The announcement, by Prime Minister Leo Varadkar, came as he admitted that planned legislation around assisted reproduction would take longer than planned. The Assisted Reproduction Bill, previously debated in 2018 (see BioNews 934) is now unlikely to be passed in 2019 as the government has other priorities, including implementing abortion legislation following the 2018 referendum and Brexit.
However, Varadkar said that this should not delay the funding being made available: 'You don’t necessarily need the legislation to be passed because the treatment is available in Ireland, it is not illegal, so it will be funded.'
IVF is available in Ireland, but at present people who have difficulty conceiving must pay for treatment privately. This can be very expensive; even though they can offset 20 percent of the cost against tax and the cost of drugs is capped, couples can still expect to pay thousands of euros. The planned financial assistance will be means-tested and couples will be expected to contribute to the cost. There will also be certain as-yet unspecified criteria to be met in order to qualify for funding.
'Couples who need IVF or [assisted reproduction] do face very high costs. We would like to assist them in some way and we set aside some money to do that,' Varadkar said.

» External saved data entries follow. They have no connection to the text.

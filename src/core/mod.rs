//! Core traits and types used throughout the library.

pub mod integrator;
pub mod interpolate;
pub mod ode;
pub mod solout;
pub mod solution;
pub mod status;
pub mod tolerance;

Varadkar explained 'Obviously, you are going to prioritise somebody who has no children over somebody who already has children, and you are going to prioritise maybe younger women who for medical reasons can’t conceive as opposed to somebody who is in their 50s and 60s who wants to have a child, so there will have to be criteria and there will still be an out of pocket contribution, but we have set aside some funding next year to get that started.'
Approximately one in four couples in Ireland experience fertility difficulties, according to the Belfast Telegraph.